原文链接:https://fxbing.github.io/2021/06/05/kafka%E6%BA%90%E7%A0%81%E5%AD%A6%E4%B9%A0%EF%BC%9AKafkaApis-LEADER-AND-ISR/
本文源码基于kafka 0.10.2版本
每当controller发生状态变更时,都会通过调用sendRequestsToBrokers
方法发送leaderAndIsrRequest
请求,本文主要介绍kafka服务端处理该请求的逻辑和过程。
LEADER_AND_ISR
整体逻辑流程
case ApiKeys.LEADER_AND_ISR => handleLeaderAndIsrRequest(request)
在server端收到LEADER_AND_ISR请求后,会调用handleLeaderAndIsrRequest
方法进行处理,该方法的处理流程如图所示:
源码
handleLeaderAndIsrRequest
handleLeaderAndIsrRequest
函数的逻辑结果主要分为以下几个部分:
- 构造callback函数
onLeadershipChange
,用来回调coordinator处理新增的leader或者follower节点 - 校验请求权限,如果校验成功调用
replicaManager.becomeLeaderOrFollower(correlationId, leaderAndIsrRequest, metadataCache, onLeadershipChange)

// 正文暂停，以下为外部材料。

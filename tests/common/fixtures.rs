//! Test fixtures for integration tests.

#![allow(dead_code)]

use hashrank::synthetic::{SyntheticDataset, SyntheticSpec, generate};

pub const DB_SIZE: usize = 1000;

pub const QUERY_SIZE: usize = 200;

pub const CLASS_COUNT: usize = 10;

pub const TOP_N: usize = 500;

/// Expands packed codes into `±1.0` hash rows, bit `y` into column `y`.
pub fn hashes_from_codes(codes: &[u64], width: usize) -> Vec<f32> {
    codes
        .iter()
        .flat_map(|&code| {
            (0..width).map(move |y| if (code >> y) & 1 == 1 { 1.0 } else { -1.0 })
        })
        .collect()
}

#[derive(Default)]
pub struct DatasetBuilder {
    db_size: Option<usize>,
    query_size: Option<usize>,
    hash_bits: Option<usize>,
    noise: Option<f32>,
    seed: Option<u64>,
}

impl DatasetBuilder {
    pub fn new() -> Self {
        Self::default()
    }

    pub fn db_size(mut self, n: usize) -> Self {
        self.db_size = Some(n);
        self
    }

    pub fn query_size(mut self, n: usize) -> Self {
        self.query_size = Some(n);
        self
    }

    pub fn hash_bits(mut self, bits: usize) -> Self {
        self.hash_bits = Some(bits);
        self
    }

    pub fn noise(mut self, noise: f32) -> Self {
        self.noise = Some(noise);
        self
    }

    pub fn seed(mut self, seed: u64) -> Self {
        self.seed = Some(seed);
        self
    }

    pub fn build(self) -> SyntheticDataset {
        generate(&SyntheticSpec {
            db_size: self.db_size.unwrap_or(DB_SIZE),
            query_size: self.query_size.unwrap_or(QUERY_SIZE),
            class_count: CLASS_COUNT,
            hash_bits: self.hash_bits.unwrap_or(64),
            noise: self.noise.unwrap_or(0.3),
            seed: self.seed.unwrap_or(1234),
        })
    }
}
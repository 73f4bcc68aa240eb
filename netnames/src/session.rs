//! The shared name resolution session.
//!
//! Every resolver, browser and publisher talks to the network through a [`Session`]. A session
//! owns up to two providers: a unicast one for wide-area names and a local (multicast) one for
//! names in `local.`. It routes operations to them and queues their outcomes per operation until
//! the owning object polls for them.
//!
//! Objects created without an explicit session share the thread's global session, which is built
//! from the system configuration on first use and torn down by [`cleanup()`].

use std::cell::RefCell;
use std::collections::{BTreeMap, HashMap, VecDeque};
use std::rc::Rc;

use netnames_proto::error::{BrowserError, PublisherError, ResolverError};
use netnames_proto::name::{idna_from_string, is_local, normalize};
use netnames_proto::{NameRecord, RecordType};
use tracing::{debug, trace};

use crate::config::ResolverConfig;
use crate::provider::{LookupId, Provider, ProviderEvent, Publication, Query};
use crate::unicast::UnicastProvider;

thread_local! {
    static GLOBAL: RefCell<Option<Session>> = RefCell::new(None);
}

/// Tears down the thread's global session, shutting down its providers.
///
/// Objects still holding the old session stop receiving events. The next object created without
/// an explicit session builds a fresh one.
pub fn cleanup() {
    let session = GLOBAL.with(|global| global.borrow_mut().take());
    if let Some(session) = session {
        debug!("Cleaning up the global session.");
        session.shutdown();
    }
}

/// Returns (and clears) the diagnostic notes collected by the global session's providers.
pub fn diagnostic_text() -> String {
    let session = GLOBAL.with(|global| global.borrow().clone());
    session
        .map(|session| session.take_diagnostics())
        .unwrap_or_default()
}

#[derive(Copy, Clone, Debug, PartialEq, Eq)]
enum Route {
    Unicast,
    Local,
    // failed before reaching a provider
    Nowhere,
}

#[derive(Copy, Clone, Debug, PartialEq, Eq)]
enum Kind {
    Resolve,
    Browse,
    Publish,
}

struct Operation {
    route: Route,
    kind: Kind,
    queue: VecDeque<ProviderEvent>,
}

struct NameManager {
    unicast: Option<Box<dyn Provider>>,
    local: Option<Box<dyn Provider>>,
    next_id: LookupId,
    operations: HashMap<LookupId, Operation>,
    diagnostics: Vec<String>,
}

impl NameManager {
    fn provider(&mut self, route: Route) -> Option<&mut Box<dyn Provider>> {
        match route {
            Route::Unicast => self.unicast.as_mut(),
            Route::Local => self.local.as_mut(),
            Route::Nowhere => None,
        }
    }

    fn register(&mut self, route: Route, kind: Kind) -> LookupId {
        self.next_id += 1;
        let id = self.next_id;
        self.operations.insert(
            id,
            Operation {
                route,
                kind,
                queue: VecDeque::new(),
            },
        );
        id
    }

    // failures detected before reaching a provider are queued like any other outcome
    fn fail(
        &mut self,
        route: Route,
        kind: Kind,
        event: impl FnOnce(LookupId) -> ProviderEvent,
    ) -> LookupId {
        let id = self.register(route, kind);
        let event = event(id);
        debug!("Operation {} failed right away: {:?}", id, event);
        if let Some(operation) = self.operations.get_mut(&id) {
            operation.queue.push_back(event);
        }
        id
    }

    fn unregister(&mut self, id: LookupId) -> Option<Operation> {
        self.operations.remove(&id)
    }

    fn pump(&mut self) {
        for route in [Route::Unicast, Route::Local] {
            let mut events = Vec::new();
            if let Some(provider) = self.provider(route) {
                while let Some(event) = provider.poll_event() {
                    events.push(event);
                }
            }
            for event in events {
                match self.operations.get_mut(&event.id()) {
                    Some(operation) => operation.queue.push_back(event),
                    None => trace!("Dropping event of finished operation: {:?}", event),
                }
            }
        }
    }
}

/// A handle to a name resolution session. Cloning it yields another handle to the same session.
///
/// # Example
///
/// ```rust,no_run
/// use netnames::config::ResolverConfig;
/// use netnames::session::Session;
/// use netnames::unicast::UnicastProvider;
///
/// let session = Session::builder()
///     .with_unicast(UnicastProvider::new(ResolverConfig::from_system()))
///     .build();
/// Session::set_global(session);
/// ```
#[derive(Clone)]
pub struct Session {
    inner: Rc<RefCell<NameManager>>,
}

/// Assembles a [`Session`] from providers.
#[derive(Default)]
pub struct SessionBuilder {
    unicast: Option<Box<dyn Provider>>,
    local: Option<Box<dyn Provider>>,
}

impl SessionBuilder {
    /// Sets the provider for names outside of `local.`.
    pub fn with_unicast(mut self, provider: impl Provider + 'static) -> Self {
        self.unicast = Some(Box::new(provider));
        self
    }

    /// Sets the provider for names in `local.` and for DNS-SD browsing and publishing there.
    pub fn with_local(mut self, provider: impl Provider + 'static) -> Self {
        self.local = Some(Box::new(provider));
        self
    }

    pub fn build(self) -> Session {
        Session {
            inner: Rc::new(RefCell::new(NameManager {
                unicast: self.unicast,
                local: self.local,
                next_id: 0,
                operations: HashMap::new(),
                diagnostics: Vec::new(),
            })),
        }
    }
}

进行后续处理【此处该函数的主流程】,否则,直接返回错误码Errors.CLUSTER_AUTHORIZATION_FAILED.code
def handleLeaderAndIsrRequest(request: RequestChannel.Request) {
// ensureTopicExists is only for client facing requests
// We can't have the ensureTopicExists check here since the controller sends it as an advisory to all brokers so they
// stop serving data to clients for the topic being deleted
val correlationId = request.header.correlationId
val leaderAndIsrRequest = request.body.asInstanceOf[LeaderAndIsrRequest]
try {
def onLeadershipChange(updatedLeaders: Iterable[Partition], updatedFollowers: Iterable[Partition]) {
// for each new leader or follower, call coordinator to handle consumer group migration.
// this callback is invoked under the replica state change lock to ensure proper order of
// leadership changes
updatedLeaders.foreach {
partition =>
if (partition.topic == Topic.GroupMetadataTopicName)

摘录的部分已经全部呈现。